The back story: during a radio appearance Wednesday ahead of their annual rivalry game with NCSU, UNC interim coach Everett Withers questioned “the academic environment” at the Raleigh school, and said recruits in the area “need to know the flagship school in this state.”

“They need to know it academically,” Withers said during the radio spot. “If you look at our graduation rates, as opposed to our opponent’s this week, graduation rates for athletics, for football, you’ll see a difference. … If you look at the educational environment here, I think you’ll see a difference.”

Conveniently, Withers failed to mention that, of the two schools, only his has appeared before the NCAA Committee on Infractions recently to answer questions regarding, among other things, academic fraud in the football program.  That point didn’t go unnoticed by Withers’ NCSU counterpart, who lit into the coach’s remarks when asked about them Thursday, bringing up not only the academic fraud angle of the NCAA issues but also the one-time presence of John Blake on the coaching staff — alleged to be on the take from a now-deceased NFL agent — as well as multiple players receiving impermissible benefits.

“Here is a guy that’s on a football staff that ends up in Indianapolis,” O’Brien said at his regularly scheduled post-practice media availability. “. . .If you take three things that you can’t do in college football, you have an agent on your staff. You’re paying your players. And you have academic fraud. That’s a triple play as far as the NCAA goes. So I don’t know that he has anything to talk about or they have anything to talk about. If that’s what people want in their flagship university in North Carolina, then so be it.”

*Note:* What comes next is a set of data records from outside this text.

//! Error types for the ambient-contrib library.

use thiserror::Error;

/// Main error type for the library.
///
/// Conditions that affect only a subset of the output (an undefined scaling
/// factor for one sample, for example) are reported as missing values
/// (`f64::NAN`) in the result matrix rather than through this type, so that
/// one degenerate sample does not abort estimation for all others.
#[derive(Error, Debug)]
pub enum AmbientError {
    #[error("I/O error: {0}")]
    Io(#[from] std::io::Error),

    #[error("Invalid value '{value}' at row {row}, column {col}")]
    InvalidValue {
        value: String,
        row: usize,
        col: usize,
    },

    #[error("Dimension mismatch: expected {expected}, got {actual}")]
    DimensionMismatch { expected: usize, actual: usize },

    #[error("Gene axis mismatch: {0}")]
    GeneMismatch(String),

    #[error("Invalid control gene set: {0}")]
    InvalidControlSet(String),

    #[error("Empty data: {0}")]
    EmptyData(String),

    #[error("Numerical error: {0}")]
    Numerical(String),

    #[error("Invalid parameter: {0}")]
    InvalidParameter(String),

    #[error("JSON serialization error: {0}")]
    Json(#[from] serde_json::Error),
}

/// Result type alias for library operations.
pub type Result<T> = std::result::Result<T, AmbientError>;
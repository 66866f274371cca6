//! Null distributions for the ambient under-count test.

use crate::error::{AmbientError, Result};
use serde::{Deserialize, Serialize};
use statrs::distribution::{DiscreteCDF, NegativeBinomial, Poisson};

/// Null distribution for the expected ambient-derived count.
///
/// Poisson is the default. Negative binomial adds overdispersion with the
/// usual size parameterization: variance = mu + mu^2 / dispersion.
#[derive(Debug, Clone, Copy, PartialEq, Default, Serialize, Deserialize)]
#[serde(rename_all = "lowercase", tag = "distribution")]
pub enum NullDistribution {
    #[default]
    Poisson,
    NegativeBinomial { dispersion: f64 },
}

impl NullDistribution {
    /// Validate distribution parameters before estimation starts.
    pub fn validate(&self) -> Result<()> {
        if let NullDistribution::NegativeBinomial { dispersion } = self {
            if !dispersion.is_finite() || *dispersion <= 0.0 {
                return Err(AmbientError::InvalidParameter(format!(
                    "dispersion must be positive and finite, got {}",
                    dispersion
                )));
            }
        }
        Ok(())
    }

    /// Probability of observing a count at or below `observed` when the
    /// ambient-derived mean is `mean`.
    ///
    /// Monotonically decreasing in `mean` for a fixed observed count. A
    /// non-positive mean puts all mass at zero, so the probability is 1.
    /// Returns `NAN` if the distribution cannot be constructed, which the
    /// scaling search treats as infeasible.
    pub fn upper_tail_pvalue(&self, mean: f64, observed: u64) -> f64 {
        if mean <= 0.0 {
            return 1.0;
        }
        match self {
            NullDistribution::Poisson => Poisson::new(mean)
                .map(|d| d.cdf(observed))
                .unwrap_or(f64::NAN),
            NullDistribution::NegativeBinomial { dispersion } => {
                // mean = r(1-p)/p with r = dispersion, p = r / (r + mean)
                let p = dispersion / (dispersion + mean);
                NegativeBinomial::new(*dispersion, p)
                    .map(|d| d.cdf(observed))
                    .unwrap_or(f64::NAN)
            }
        }
    }
}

He was asked what he meant by “paying your players.” He indicated that he was referring to the impermissible benefits players received.

“They had players accepting money from somebody,” O’Brien said. “I mean, money is being given from someone to somebody, that’s been documented, right? I don’t know how it got there. Maybe I’m wrong saying that. But those are no-nos as far as the NCAA goes.”

[/meow]

You’ll have to forgive any cattiness being displayed by the respective coaches theses days.  Withers is the head coach of the Tar Heels on an interim basis and will likely be replaced following the season with a permanent coach following a national search.  O’Brien’s hold on the Wolfpack job is a tenuous one, rumored to be on the coaching hot seat in the midst of a 4-4 season and with just one winning record in his first four years at the school.

And, as far as what the two are squabbling over?  The Charlotte Observer notes that, “[a]ccording to data provided by the NCAA, North Carolina’s football team had a graduation success rate of 75 percent for the freshman class of 2004, compared to 56 percent for N.C. State.”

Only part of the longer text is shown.